⟨

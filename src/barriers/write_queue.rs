//! Per-thread SATB/IU enqueue buffers and the shared sink marker workers drain them into.
//!
//! Grounded on `plan::concurrent::barrier::SATBBarrierSemantics`'s `VectorQueue` (push,
//! flush-when-full, hand off to a work bucket) — this crate has no scheduler/work-bucket
//! machinery, so the "hand off" side is a plain `Mutex`-guarded sink a marker-worker loop
//! would drain from instead.

use std::sync::Mutex;

use crate::util::address::ObjectReference;

/// A bounded per-thread buffer. SATB enqueues the *old* value of an overwritten field; IU
/// enqueues the *new* value — the same buffer shape serves both, distinguished only by what
/// the caller pushes into it.
pub struct WriteBarrierBuffer {
    buf: Vec<ObjectReference>,
    capacity: usize,
}

impl WriteBarrierBuffer {
    pub fn new(capacity: usize) -> Self {
        WriteBarrierBuffer {
            buf: Vec::with_capacity(capacity),
            capacity,
        }
    }

    pub fn is_empty(&self) -> bool {
        self.buf.is_empty()
    }

    pub fn len(&self) -> usize {
        self.buf.len()
    }

    /// Pushes `obj`; returns whether the buffer is now full (the caller's cue to flush).
    /// Filters nothing itself — the mark-filter (skip null, skip already-marked) is the
    /// barrier engine's job, not the buffer's, so the same type stays reusable for IU too.
    pub fn push(&mut self, obj: ObjectReference) -> bool {
        self.buf.push(obj);
        self.buf.len() >= self.capacity
    }

    /// Drains the buffer for a flush, leaving it empty and ready to fill again.
    pub fn take(&mut self) -> Vec<ObjectReference> {
        std::mem::take(&mut self.buf)
    }
}

/// Stands in for the marker worker's queue/work-bucket: flushed per-thread buffers land
/// here; a marker loop (outside this crate's scope — see §6's collaborator contract) drains
/// it and processes each reference exactly once per the SATB round-trip law, modulo the
/// mark-filter's own dedup.
#[derive(Default)]
pub struct MarkerQueue {
    pending: Mutex<Vec<ObjectReference>>,
}

impl MarkerQueue {
    pub fn new() -> Self {
        MarkerQueue::default()
    }

    pub fn submit(&self, mut batch: Vec<ObjectReference>) {
        if batch.is_empty() {
            return;
        }
        self.pending.lock().unwrap().append(&mut batch);
    }

    pub fn drain_all(&self) -> Vec<ObjectReference> {
        std::mem::take(&mut self.pending.lock().unwrap())
    }

    pub fn len(&self) -> usize {
        self.pending.lock().unwrap().len()
    }

    pub fn is_empty(&self) -> bool {
        self.len() == 0
    }
}

#[cfg(test)]
mod tests {
    use super::*;
    use crate::util::address::Address;

    fn obj_at(words: usize) -> ObjectReference {
        ObjectReference::from_address(Address::from_usize(words))
    }

    #[test]
    fn push_reports_full_at_capacity() {
        let mut buf = WriteBarrierBuffer::new(2);
        assert!(!buf.push(obj_at(8)));
        assert!(buf.push(obj_at(16)));
        assert_eq!(buf.len(), 2);
    }

    #[test]
    fn take_empties_and_is_reusable() {
        let mut buf = WriteBarrierBuffer::new(4);
        buf.push(obj_at(8));
        let drained = buf.take();
        assert_eq!(drained, vec![obj_at(8)]);
        assert!(buf.is_empty());
    }

    #[test]
    fn marker_queue_accumulates_across_submits() {
        let queue = MarkerQueue::new();
        queue.submit(vec![obj_at(8), obj_at(16)]);
        queue.submit(vec![obj_at(24)]);
        let mut drained = queue.drain_all();
        drained.sort();
        assert_eq!(drained, vec![obj_at(8), obj_at(16), obj_at(24)]);
        assert!(queue.is_empty());
    }
}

⟩

→ **Work order**:
Each line in which the string "MarkerQueue" is found must be copied from the data.

→ **Result below**:
pub struct MarkerQueue {
impl MarkerQueue {
        MarkerQueue::default()
        let queue = MarkerQueue::new();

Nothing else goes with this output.